(MATERIAL PROVIDED Opens)
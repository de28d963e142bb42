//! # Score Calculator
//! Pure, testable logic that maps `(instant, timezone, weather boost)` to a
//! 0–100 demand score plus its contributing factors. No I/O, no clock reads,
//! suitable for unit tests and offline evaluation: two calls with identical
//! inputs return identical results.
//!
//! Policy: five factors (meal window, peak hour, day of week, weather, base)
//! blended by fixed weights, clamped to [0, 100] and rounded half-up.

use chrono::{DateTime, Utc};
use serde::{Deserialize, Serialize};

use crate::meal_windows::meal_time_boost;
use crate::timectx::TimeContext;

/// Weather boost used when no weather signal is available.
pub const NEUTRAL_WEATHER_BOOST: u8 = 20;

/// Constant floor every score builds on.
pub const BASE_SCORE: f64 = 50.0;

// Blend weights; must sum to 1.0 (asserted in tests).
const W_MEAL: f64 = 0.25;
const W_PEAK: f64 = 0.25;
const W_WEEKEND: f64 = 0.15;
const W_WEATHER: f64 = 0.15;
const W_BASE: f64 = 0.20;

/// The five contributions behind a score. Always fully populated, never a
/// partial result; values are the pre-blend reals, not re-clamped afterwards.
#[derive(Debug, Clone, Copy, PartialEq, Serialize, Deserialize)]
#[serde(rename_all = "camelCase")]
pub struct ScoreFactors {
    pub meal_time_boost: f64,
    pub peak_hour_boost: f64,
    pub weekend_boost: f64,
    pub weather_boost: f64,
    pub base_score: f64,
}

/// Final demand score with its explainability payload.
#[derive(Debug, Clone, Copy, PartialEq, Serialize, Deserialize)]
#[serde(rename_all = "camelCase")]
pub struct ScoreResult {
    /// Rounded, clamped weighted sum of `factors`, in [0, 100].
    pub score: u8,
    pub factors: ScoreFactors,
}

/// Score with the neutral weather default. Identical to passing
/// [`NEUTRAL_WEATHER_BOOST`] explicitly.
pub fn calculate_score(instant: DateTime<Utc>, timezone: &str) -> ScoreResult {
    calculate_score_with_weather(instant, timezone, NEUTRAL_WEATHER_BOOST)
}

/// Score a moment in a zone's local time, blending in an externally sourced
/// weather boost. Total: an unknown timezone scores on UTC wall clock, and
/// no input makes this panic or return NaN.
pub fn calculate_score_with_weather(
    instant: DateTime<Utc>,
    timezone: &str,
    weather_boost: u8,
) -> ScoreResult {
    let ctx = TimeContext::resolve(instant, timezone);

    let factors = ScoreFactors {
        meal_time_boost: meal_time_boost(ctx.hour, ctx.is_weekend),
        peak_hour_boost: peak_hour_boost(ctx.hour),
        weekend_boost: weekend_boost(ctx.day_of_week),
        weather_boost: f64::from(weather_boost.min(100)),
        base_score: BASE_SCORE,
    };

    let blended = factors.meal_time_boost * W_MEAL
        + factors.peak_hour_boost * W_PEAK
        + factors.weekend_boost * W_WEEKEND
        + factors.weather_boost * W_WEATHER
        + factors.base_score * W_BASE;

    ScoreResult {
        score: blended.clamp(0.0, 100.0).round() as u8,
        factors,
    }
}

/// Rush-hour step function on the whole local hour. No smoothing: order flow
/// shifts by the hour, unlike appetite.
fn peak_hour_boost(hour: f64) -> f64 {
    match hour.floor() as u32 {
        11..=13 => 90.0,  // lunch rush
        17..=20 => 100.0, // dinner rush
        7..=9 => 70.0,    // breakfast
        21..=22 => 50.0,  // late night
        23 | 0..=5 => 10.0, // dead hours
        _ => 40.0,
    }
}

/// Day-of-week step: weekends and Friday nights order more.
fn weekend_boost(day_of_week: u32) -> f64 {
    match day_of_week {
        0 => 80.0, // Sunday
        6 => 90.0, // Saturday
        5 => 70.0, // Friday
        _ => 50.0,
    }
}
(MATERIAL PROVIDED Closes)
(MATERIAL PROVIDED Opens)
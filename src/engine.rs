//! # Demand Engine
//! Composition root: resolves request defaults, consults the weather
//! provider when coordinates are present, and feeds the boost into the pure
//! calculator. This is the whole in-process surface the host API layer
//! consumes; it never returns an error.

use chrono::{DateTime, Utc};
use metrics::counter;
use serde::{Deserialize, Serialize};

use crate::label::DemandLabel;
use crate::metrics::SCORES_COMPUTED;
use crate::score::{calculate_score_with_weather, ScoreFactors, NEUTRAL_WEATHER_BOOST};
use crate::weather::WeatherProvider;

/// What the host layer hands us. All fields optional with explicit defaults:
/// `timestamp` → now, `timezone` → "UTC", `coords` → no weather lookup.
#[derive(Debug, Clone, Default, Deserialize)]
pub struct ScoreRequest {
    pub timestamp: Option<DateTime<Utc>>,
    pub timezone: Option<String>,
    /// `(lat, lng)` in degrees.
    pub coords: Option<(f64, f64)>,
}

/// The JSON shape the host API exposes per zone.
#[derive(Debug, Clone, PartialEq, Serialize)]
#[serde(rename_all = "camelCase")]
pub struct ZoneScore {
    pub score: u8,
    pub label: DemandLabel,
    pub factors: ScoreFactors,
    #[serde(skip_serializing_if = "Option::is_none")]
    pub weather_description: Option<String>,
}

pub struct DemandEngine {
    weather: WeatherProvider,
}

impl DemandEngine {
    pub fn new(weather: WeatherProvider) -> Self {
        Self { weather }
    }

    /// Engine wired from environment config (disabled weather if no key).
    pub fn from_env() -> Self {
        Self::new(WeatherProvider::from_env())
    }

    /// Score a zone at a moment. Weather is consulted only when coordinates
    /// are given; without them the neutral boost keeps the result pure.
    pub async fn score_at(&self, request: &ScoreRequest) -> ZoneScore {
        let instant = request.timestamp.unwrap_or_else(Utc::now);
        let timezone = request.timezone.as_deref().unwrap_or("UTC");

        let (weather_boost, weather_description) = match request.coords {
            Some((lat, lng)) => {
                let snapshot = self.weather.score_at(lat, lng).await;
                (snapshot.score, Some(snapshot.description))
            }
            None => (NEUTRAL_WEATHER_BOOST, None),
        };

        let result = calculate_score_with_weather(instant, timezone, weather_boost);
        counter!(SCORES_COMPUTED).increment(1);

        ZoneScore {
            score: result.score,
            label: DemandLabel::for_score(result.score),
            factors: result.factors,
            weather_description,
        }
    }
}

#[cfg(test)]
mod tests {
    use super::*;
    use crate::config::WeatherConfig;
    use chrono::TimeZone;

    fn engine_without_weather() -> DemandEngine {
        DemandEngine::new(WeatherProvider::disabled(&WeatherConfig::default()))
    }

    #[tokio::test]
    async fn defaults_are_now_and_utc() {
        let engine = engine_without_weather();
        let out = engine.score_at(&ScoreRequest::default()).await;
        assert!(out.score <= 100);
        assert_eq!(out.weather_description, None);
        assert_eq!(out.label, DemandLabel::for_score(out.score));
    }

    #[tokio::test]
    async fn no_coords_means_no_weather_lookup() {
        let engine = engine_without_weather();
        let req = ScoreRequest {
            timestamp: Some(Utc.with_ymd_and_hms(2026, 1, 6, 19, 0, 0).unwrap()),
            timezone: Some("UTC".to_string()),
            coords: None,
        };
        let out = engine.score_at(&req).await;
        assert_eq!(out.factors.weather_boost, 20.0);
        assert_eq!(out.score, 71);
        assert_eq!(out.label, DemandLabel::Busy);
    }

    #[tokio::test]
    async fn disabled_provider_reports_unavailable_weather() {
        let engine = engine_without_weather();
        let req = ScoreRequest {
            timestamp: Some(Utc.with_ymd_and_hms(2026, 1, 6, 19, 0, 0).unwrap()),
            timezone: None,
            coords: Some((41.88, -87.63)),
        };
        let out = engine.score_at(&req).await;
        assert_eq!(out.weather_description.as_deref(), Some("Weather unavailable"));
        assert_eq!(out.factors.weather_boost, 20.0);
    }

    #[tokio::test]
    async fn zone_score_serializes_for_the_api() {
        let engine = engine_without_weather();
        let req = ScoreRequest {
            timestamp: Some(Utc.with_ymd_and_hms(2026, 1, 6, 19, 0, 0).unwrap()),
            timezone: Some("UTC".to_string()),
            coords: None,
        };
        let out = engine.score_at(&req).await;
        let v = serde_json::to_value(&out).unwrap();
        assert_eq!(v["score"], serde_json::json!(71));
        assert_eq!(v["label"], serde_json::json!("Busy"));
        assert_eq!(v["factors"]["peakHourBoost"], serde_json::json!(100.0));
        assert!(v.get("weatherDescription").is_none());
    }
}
(MATERIAL PROVIDED Closes)
● **YOUR TASK**
Output the material above exactly, but only from the line that carries "repository de28d963e142bb42" through the line that carries "not re-clamped afterwards.".

● **OUTPUT OF THE EXERCISE**
repository de28d963e142bb42
//! # Score Calculator
//! Pure, testable logic that maps `(instant, timezone, weather boost)` to a
//! 0–100 demand score plus its contributing factors. No I/O, no clock reads,
//! suitable for unit tests and offline evaluation: two calls with identical
//! inputs return identical results.
//!
//! Policy: five factors (meal window, peak hour, day of week, weather, base)
//! blended by fixed weights, clamped to [0, 100] and rounded half-up.

use chrono::{DateTime, Utc};
use serde::{Deserialize, Serialize};

use crate::meal_windows::meal_time_boost;
use crate::timectx::TimeContext;

/// Weather boost used when no weather signal is available.
pub const NEUTRAL_WEATHER_BOOST: u8 = 20;

/// Constant floor every score builds on.
pub const BASE_SCORE: f64 = 50.0;

// Blend weights; must sum to 1.0 (asserted in tests).
const W_MEAL: f64 = 0.25;
const W_PEAK: f64 = 0.25;
const W_WEEKEND: f64 = 0.15;
const W_WEATHER: f64 = 0.15;
const W_BASE: f64 = 0.20;

/// The five contributions behind a score. Always fully populated, never a
/// partial result; values are the pre-blend reals, not re-clamped afterwards.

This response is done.